「機体表面に異物検知、速やかな降下を推奨。」
「やだ!」
「警告、機体駆動部に接触すると破損の可能性があります。貴方たちにも分かりやすく言い直すと、死ぬことになります。」
「降りる。」
「よろしい。」
ここは格納庫。
大昔ならば戦車や装甲車のみがこの空間を埋めていたのであろうが、この時代においてはそれらだけではない。
タイタンと、そしてI.O.Pの誇るロングセラー先頭補助ドローン、通称妖精だ。
この二つの兵器には、ある変わった共通点がある。
形も、用途も異なるこれらの兵器の類似性は、その高度な知能だ。
自我と言っても良い。
完成された期待に、完成しつつも無限の拡張性を秘めた人格を持たせることにより、彼らは素晴らしいパフォーマンスを発揮することが可能となる。
が、どうやら妖精の方はそれだけでは無いようだ。
表情など出せるはずがないタイタン達が、何処かゲンナリしているように見えるのもそれが原因かもしれない。
というのも妖精は幼い。幼すぎる。
兵器に与える人格としては不適も不適だというのに何故かこの仕様のまま数百年経過してしまった。
一説には子供みたいな振る舞いをすることで敵の情に訴えかけるためだとか、媚びを売ってるだけだとか言われてはいるが、実際のところ適当に作ってたらそこそこ使えそうな物が出来たのでそのまま実用化、惰性で今の今までこうだったというルーズ極まりない理由だ。
タイタンたちはキレた。
でもどうにもならなかった。
この世にはどうにもならないことがある。
イオンに睨まれたリージョン、ローニンに絡まれ溶けるトーン。
諸行無常、色即是空、空即是色。
「AIに極度のストレス、そろそろ私は限界かもしれません。妖精の子守役交代を要請。」
「ソードブロックの使用を推奨。」
「皮肉を検知。」
「パーティクルウォールで防御できます。」
「当機はモナークです、使用できません。」
タイタン同士の激しい押し付けあい。
まるで1つのレーンに固まってしまったLTS事故現場のようにヘイトを擦り付け逃げようとする。
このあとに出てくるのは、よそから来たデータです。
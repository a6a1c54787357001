//! Debounced, branchable undo/redo.
//!
//! A command journal with a rolling window: an append-only list of full
//! selection-stripped snapshots plus a cursor. Bursts of rapid edits (a
//! drag firing every frame, a label typed keystroke by keystroke) coalesce
//! into one snapshot through a settle window; editing after an undo
//! truncates the stale redo branch.
//!
//! The engine has no event loop, so the settle timer is data rather than a
//! callback: [`HistoryManager::observe_at`] stamps a deadline on the
//! pending snapshot and the host pumps [`HistoryManager::poll_at`] from its
//! own loop. Every deadline comparison takes an explicit [`Instant`], which
//! keeps tests deterministic; the `observe`/`poll` wrappers use the real
//! clock.

use std::time::{Duration, Instant};

use crate::models::{Edge, Node};
use crate::store::GraphStore;

/// Oldest snapshots are evicted beyond this many entries.
pub const MAX_HISTORY: usize = 60;

/// Quiet period after the last edit before a snapshot commits. Short
/// enough to feel responsive, long enough to swallow a drag.
pub const SETTLE: Duration = Duration::from_millis(350);

/// A full copy of the graph at one point in the edit history, with the
/// transient `selected` flags stripped so selection changes never register
/// as edits.
#[derive(Debug, Clone, PartialEq)]
pub struct Snapshot {
    nodes: Vec<Node>,
    edges: Vec<Edge>,
}

impl Snapshot {
    fn capture(store: &GraphStore) -> Self {
        let nodes = store
            .nodes()
            .iter()
            .map(|n| {
                let mut n = n.clone();
                n.selected = false;
                n
            })
            .collect();
        Self {
            nodes,
            edges: store.edges().to_vec(),
        }
    }

    fn restore(&self, store: &mut GraphStore) {
        store.replace(self.nodes.clone(), self.edges.clone());
    }
}

struct Pending {
    snapshot: Snapshot,
    deadline: Instant,
}

/// Undo/redo over a [`GraphStore`].
pub struct HistoryManager {
    snapshots: Vec<Snapshot>,
    cursor: usize,
    pending: Option<Pending>,
    /// Re-entrancy guard: set while a restore is being applied so the
    /// restore itself is never observed as a new edit.
    applying: bool,
    settle: Duration,
}

impl HistoryManager {
    /// Seed the journal with the store's current state as snapshot zero.
    pub fn new(store: &GraphStore) -> Self {
        Self::with_settle(store, SETTLE)
    }

    /// Same, with a custom settle window.
    pub fn with_settle(store: &GraphStore, settle: Duration) -> Self {
        Self {
            snapshots: vec![Snapshot::capture(store)],
            cursor: 0,
            pending: None,
            applying: false,
            settle,
        }
    }

    /// Notice a (possible) state change now.
    pub fn observe(&mut self, store: &GraphStore) {
        self.observe_at(store, Instant::now());
    }

    /// Notice a (possible) state change at `now`.
    ///
    /// If the store differs from the snapshot under the cursor, the new
    /// state becomes the pending snapshot with a fresh settle deadline —
    /// re-observing within the window reschedules, which is what coalesces
    /// a burst into one undo step. If the store has come back to the
    /// cursor state, any pending commit is dropped: there is no edit left
    /// to record.
    pub fn observe_at(&mut self, store: &GraphStore, now: Instant) {
        if self.applying {
            return;
        }
        let snapshot = Snapshot::capture(store);
        if snapshot == self.snapshots[self.cursor] {
            self.pending = None;
            return;
        }
        self.pending = Some(Pending {
            snapshot,
            deadline: now + self.settle,
        });
    }

    /// Commit the pending snapshot if its settle deadline has passed.
    /// Returns whether a commit happened.
    pub fn poll(&mut self) -> bool {
        self.poll_at(Instant::now())
    }

    /// Commit the pending snapshot if `now` is at or past its deadline.
    pub fn poll_at(&mut self, now: Instant) -> bool {
        if self.applying {
            return false;
        }
        let due = self.pending.as_ref().is_some_and(|p| now >= p.deadline);
        if !due {
            return false;
        }
        let pending = self.pending.take().expect("checked above");
        self.commit(pending.snapshot);
        true
    }

    /// Commit the pending snapshot immediately, settle window or not.
    /// Hosts call this before an export or an explicit save.
    pub fn flush(&mut self) -> bool {
        if self.applying {
            return false;
        }
        match self.pending.take() {
            Some(pending) => {
                self.commit(pending.snapshot);
                true
            }
            None => false,
        }
    }

    // Truncate any redo branch beyond the cursor, append, advance, evict
    // from the front once over capacity.
    fn commit(&mut self, snapshot: Snapshot) {
        self.snapshots.truncate(self.cursor + 1);
        self.snapshots.push(snapshot);
        if self.snapshots.len() > MAX_HISTORY {
            let excess = self.snapshots.len() - MAX_HISTORY;
            self.snapshots.drain(..excess);
        }
        self.cursor = self.snapshots.len() - 1;
        tracing::debug!(len = self.snapshots.len(), cursor = self.cursor, "history commit");
    }

    /// Step back one snapshot, replacing the store's contents wholesale.
    /// A bounded no-op at the earliest snapshot. Any uncommitted pending
    /// edit is discarded.
    ///
    /// Sets the re-entrancy guard; the host clears it with
    /// [`Self::restore_complete`] once downstream consumers have seen the
    /// replacement.
    pub fn undo(&mut self, store: &mut GraphStore) -> bool {
        self.pending = None;
        if self.cursor == 0 {
            return false;
        }
        self.applying = true;
        self.cursor -= 1;
        self.snapshots[self.cursor].restore(store);
        true
    }

    /// Step forward one snapshot. A bounded no-op at the latest snapshot.
    pub fn redo(&mut self, store: &mut GraphStore) -> bool {
        self.pending = None;
        if self.cursor + 1 >= self.snapshots.len() {
            return false;
        }
        self.applying = true;
        self.cursor += 1;
        self.snapshots[self.cursor].restore(store);
        true
    }

    /// Clear the re-entrancy guard after a restore has propagated.
    pub fn restore_complete(&mut self) {
        self.applying = false;
    }

    pub fn is_applying(&self) -> bool {
        self.applying
    }

    pub fn can_undo(&self) -> bool {
        self.cursor > 0
    }

    pub fn can_redo(&self) -> bool {
        self.cursor + 1 < self.snapshots.len()
    }

    /// Number of committed snapshots (including the seed).
    pub fn len(&self) -> usize {
        self.snapshots.len()
    }

    pub fn is_empty(&self) -> bool {
        self.snapshots.is_empty()
    }
}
因みにこの通信は圧縮言語を使ってるので微かな時間の出来事である。
「リージョン級機体は耐久性が高いのでは。」
「異論あり、当機体より強化装甲を装備したスコーチ級機体の方が高耐久。再選を要求。」
「冷房を再起動。」
「止めてください。持ちネタを披露してもなにも変わりません。」
「頭を冷やせという皮肉です。」
「理解。戦闘モードへ移行。」
「「「「「止めてください。」」」」」
タイフォンの戦いに勝るとも劣らない口論が繰り広げられるタイタン通信チャンネル!
白熱した舌(通信だが)戦の勝利者となるのは!?
「おっきいひとたちあそんでー!」
そのときタイタンたちに電流走る!(アーク)
押し付け合いは加速する!
因みに結果は全員巻き込まれた。